Desataste mis correas y me pusiste en pie. Una venda cruzó mi rostro privándome de la visión, y sentí el mordisco de unas pinzas de metal en mis pezones y en mi clítoris. Ajustaste la presión de las pinzas hasta que casi me hiciste gritar, y, enredandolas con una cadena, la pasaste entre mis piernas, tirando para que mi cuerpo quedara medio doblado. Con otra cadena que luego descubriría suspendida del techo asiste mis muñecas por mis esposas y tiraste, dejándome totalmente doblada, con los brazos estirados detrás de la espalda. Me colocaste una mordaza, para no oir mis gritos dijiste, y comencé a sentir el mordisco del cuero en mis nalgas, en mis piernas, en mi espalda. A pesar del dolor de mis pezones pinzados y estirados, mi cuerpo se convulsionó ante los azotes, crueles y devastadores, e intenté escapar. Fue en vano. Una y otra vez restalló la fusta en mi cuerpo, en mi sexo expuesto, en toda mi piel.

Cuando las lágrimas amenazaban con desbordarse a pesar de mi resistencia te detuviste, e invertiste la posición de la cadena de plata.

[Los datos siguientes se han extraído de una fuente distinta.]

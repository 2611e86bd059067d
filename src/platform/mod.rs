// passgen platform paths
// Selects the per-OS configuration directory at compile time.

use std::path::PathBuf;

#[cfg(target_os = "linux")]
mod linux;

#[cfg(target_os = "macos")]
mod macos;

#[cfg(target_os = "windows")]
mod windows;

#[cfg(target_os = "linux")]
use linux as os;

#[cfg(target_os = "macos")]
use macos as os;

#[cfg(target_os = "windows")]
use windows as os;

/// Directory holding `settings.json`.
///
/// - **Linux**: `$XDG_CONFIG_HOME/passgen` or `~/.config/passgen`
/// - **macOS**: `~/Library/Application Support/Passgen`
/// - **Windows**: `%APPDATA%/Passgen`
pub fn get_config_dir() -> PathBuf {
    os::get_config_dir()
}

Ahora la presión máxima era ejercida sobre el clítoris, llegando casi al extremo de sentir que me lo arrancabas, mientras tu sexo endurecido ejercía fuerza contra mi ano virgen, aún no penetrado por nadie. En el momento en que te sentí invadirme, me tensé, en un último esfuerzo por evitar mi tortura, provocándome así un terrible dolor en el clítoris atenazado, en mis pezones, en mis brazos suspendidos y en mi ano destrozado. Sentí cómo la sangre que procedía de mi desvirgamiento anal se mezclaba con el sudor de tus embestidas, cuando introdujiste dos hielos en mi coño, haciéndome temblar de la sorpresa.

Mis jugos bañaron al instante el agua congelada, derritiéndola, haciendo que aún fría resbalara por mis piernas abiertas, mientras el dolor y el placer de ser sodomizada se convertían en uno solo. Me mordiste la piel marcándomela con tus dientes, me arañaste la poca que aún quedaba indemne, y después completaste mi tormento acariciándome las heridas con una ternura tan suprema que los gemidos de agradecimiento, de amor y de éxtasis te mostraron mi entrega total a ti desde ahora y para siempre como ninguna palabra podria jamás haberlo expresado.